Like Thick As a Brick, the aesthetic of A Passion Play is desperate zaniness, but here it is carried to even further extremes. The scenario roughly parallels the Passion of Christ. This parallel is not made half as clear in the play's gibberish, pun-laden verses and double-entendres (e.g., the playing back and forth between "be" and "bee," and in phrases like "Man/son of man") as in the album's cutesy playbill-within-record-jacket, perused in relation to its presumptuous title. If one undertakes the thankless task of unraveling the text as it coincides with the playbill, the sequence of events takes the following vague outline. Ronnie Pilgrim, a supercilious atheist, describes his own funeral, then goes through purgatory, part of which is a movie rerun of his life. He is teased by the saints who say: "Or/are we here/for the glory/for the story for the gory satisfaction of telling you how absolutely awful you really are," and then both narrates and is imaginative participant in a shaggy-dog fable, recited to film, called "The Story of the Hare Who Lost His Spectacles," which (accompanied by the album's most ponderous "incidental" music) is meant to sum up the mundanely single vision of his whole life.

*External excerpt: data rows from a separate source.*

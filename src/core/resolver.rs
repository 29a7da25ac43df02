//! core::resolver
//!
//! Breadcrumb trail resolution.
//!
//! # Algorithm
//!
//! Each matched route contributes itself, preceded by the ancestor chain of
//! its declared parent (if any). Ancestor chains are built by
//! [`find_parents`], which follows parent declarations from route to route
//! through the [`RouteResolver`]. The contributions are flattened in matched
//! order and empty paths are normalized to `/`.
//!
//! # Invariants
//!
//! - Output order: parent ancestors come before the route that declared them
//! - No deduplication: overlapping chains may repeat a route
//! - A parent name is never visited twice in one walk (cycles are errors)
//! - Resolution is pure: identical inputs give identical output

use std::sync::Arc;

use thiserror::Error;
use tracing::{debug, warn};

use super::route::{MatchedChain, RouteRecord};
use super::router::RouteResolver;
use super::types::RouteParams;

/// Errors from breadcrumb resolution.
#[derive(Debug, Error, PartialEq, Eq)]
pub enum BreadcrumbError {
    #[error("breadcrumb parent cycle at '{route}': {}", .chain.join(" -> "))]
    CyclicParent { route: String, chain: Vec<String> },
}

/// The resolved breadcrumb trail.
///
/// Entries are copies of the resolved route records with their paths
/// normalized, so the trail can outlive the route table.
#[derive(Debug, Clone, Default)]
pub struct ResolvedBreadcrumbs {
    entries: Vec<RouteRecord>,
}

impl ResolvedBreadcrumbs {
    pub fn len(&self) -> usize {
        self.entries.len()
    }

    pub fn is_empty(&self) -> bool {
        self.entries.is_empty()
    }

    pub fn iter(&self) -> std::slice::Iter<'_, RouteRecord> {
        self.entries.iter()
    }

    /// Evaluated labels, one per entry. Unlabeled entries give `None`.
    pub fn labels(&self, params: &RouteParams) -> Vec<Option<String>> {
        self.entries
            .iter()
            .map(|entry| {
                entry
                    .breadcrumb
                    .as_ref()
                    .map(|meta| meta.evaluate(params))
                    .and_then(|bc| bc.visible_label().map(str::to_string))
            })
            .collect()
    }

    /// Entry paths, in order.
    pub fn paths(&self) -> Vec<&str> {
        self.entries.iter().map(|e| e.path.as_str()).collect()
    }
}

impl<'a> IntoIterator for &'a ResolvedBreadcrumbs {
    type Item = &'a RouteRecord;
    type IntoIter = std::slice::Iter<'a, RouteRecord>;

    fn into_iter(self) -> Self::IntoIter {
        self.entries.iter()
    }
}

/// Compute the breadcrumb trail for a matched chain.
///
/// # Errors
///
/// Returns `BreadcrumbError::CyclicParent` if following parent declarations
/// revisits a route name.
///
/// # Example
///
/// ```
/// use routecrumbs::core::meta::BreadcrumbMeta;
/// use routecrumbs::core::resolver::compute_breadcrumbs;
/// use routecrumbs::core::router::{RouteDef, RouteTable};
/// use routecrumbs::core::types::{RouteName, RouteParams};
///
/// let table = RouteTable::new(vec![
///     RouteDef::new("/users")
///         .named(RouteName::new("users").unwrap())
///         .with_breadcrumb(BreadcrumbMeta::literal("Users")),
///     RouteDef::new("/users/:id/edit")
///         .named(RouteName::new("user-edit").unwrap())
///         .with_breadcrumb(BreadcrumbMeta::with_parent("Edit", "users")),
/// ])
/// .unwrap();
///
/// let current = table.current("user-edit", RouteParams::new()).unwrap();
/// let trail = compute_breadcrumbs(&current.matched, &current.params, &table).unwrap();
///
/// assert_eq!(trail.paths(), vec!["/users", "/users/:id/edit"]);
/// ```
pub fn compute_breadcrumbs<R>(
    matched: &[Arc<RouteRecord>],
    params: &RouteParams,
    resolver: &R,
) -> Result<ResolvedBreadcrumbs, BreadcrumbError>
where
    R: RouteResolver + ?Sized,
{
    let mut entries = Vec::with_capacity(matched.len());

    for route in matched {
        let parent = route
            .breadcrumb
            .as_ref()
            .map(|meta| meta.evaluate(params))
            .and_then(|bc| bc.declared_parent().map(str::to_string));

        if let Some(parent) = parent {
            debug!(
                route = route.name_str().unwrap_or(&route.path),
                parent = %parent,
                "expanding breadcrumb parent"
            );
            let ancestors = find_parents(resolver, &parent, params)?;
            entries.extend(ancestors.iter().map(|r| normalized(r)));
        }

        entries.push(normalized(route));
    }

    debug!(entries = entries.len(), "resolved breadcrumb trail");
    Ok(ResolvedBreadcrumbs { entries })
}

/// Build the ancestor chain for a parent route name.
///
/// Resolves `name`, takes the most specific record of its chain and, while
/// that record declares a parent of its own, keeps walking upwards. The
/// result is the remaining chain of the last resolved route followed by
/// every record visited, oldest ancestor first.
///
/// An unknown name contributes nothing beyond the records already collected.
///
/// # Errors
///
/// Returns `BreadcrumbError::CyclicParent` if a parent name repeats.
pub fn find_parents<R>(
    resolver: &R,
    name: &str,
    params: &RouteParams,
) -> Result<MatchedChain, BreadcrumbError>
where
    R: RouteResolver + ?Sized,
{
    let mut matches: MatchedChain = Vec::new();
    let mut visited: Vec<String> = Vec::new();
    let mut current = name.to_string();

    loop {
        if visited.contains(&current) {
            visited.push(current.clone());
            warn!(route = %current, "breadcrumb parent cycle detected");
            return Err(BreadcrumbError::CyclicParent {
                route: current,
                chain: visited,
            });
        }
        visited.push(current.clone());

        let mut chain = resolver.resolve(&current);
        let Some(last) = chain.pop() else {
            debug!(route = %current, "parent route did not resolve");
            chain.extend(matches);
            return Ok(chain);
        };

        matches.insert(0, Arc::clone(&last));

        let next = last
            .breadcrumb
            .as_ref()
            .map(|meta| meta.evaluate(params))
            .and_then(|bc| bc.declared_parent().map(str::to_string));

        match next {
            Some(parent) => current = parent,
            None => {
                chain.extend(matches);
                return Ok(chain);
            }
        }
    }
}

/// Copy a record into the trail, normalizing an empty path to `/`.
fn normalized(route: &RouteRecord) -> RouteRecord {
    let mut entry = route.clone();
    if entry.path.is_empty() {
        entry.path = "/".to_string();
    }
    entry
}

There ensues a descent into hell ("a business office," according to the program), in which Anderson takes, among other roles, that of Satan, followed by a resurrection into the drawing room of a Magus Perde. I leave it for the devout Tull freak to argue the details, the myriad subtleties, contradictions and paradoxes of this banal putdown, since, to my mind, neither the text nor the music seems to justify further analysis. Except for the addition of the "Hare-Spectacles" narration, the structure of A Passion Play is as free-form as that of Thick As a Brick. In tone, it is the ultimate exaggeration of self-indulgent English whimsy, an intellectual tease inflated with portent but devoid of wonderin its cumulative expression mean and trivial.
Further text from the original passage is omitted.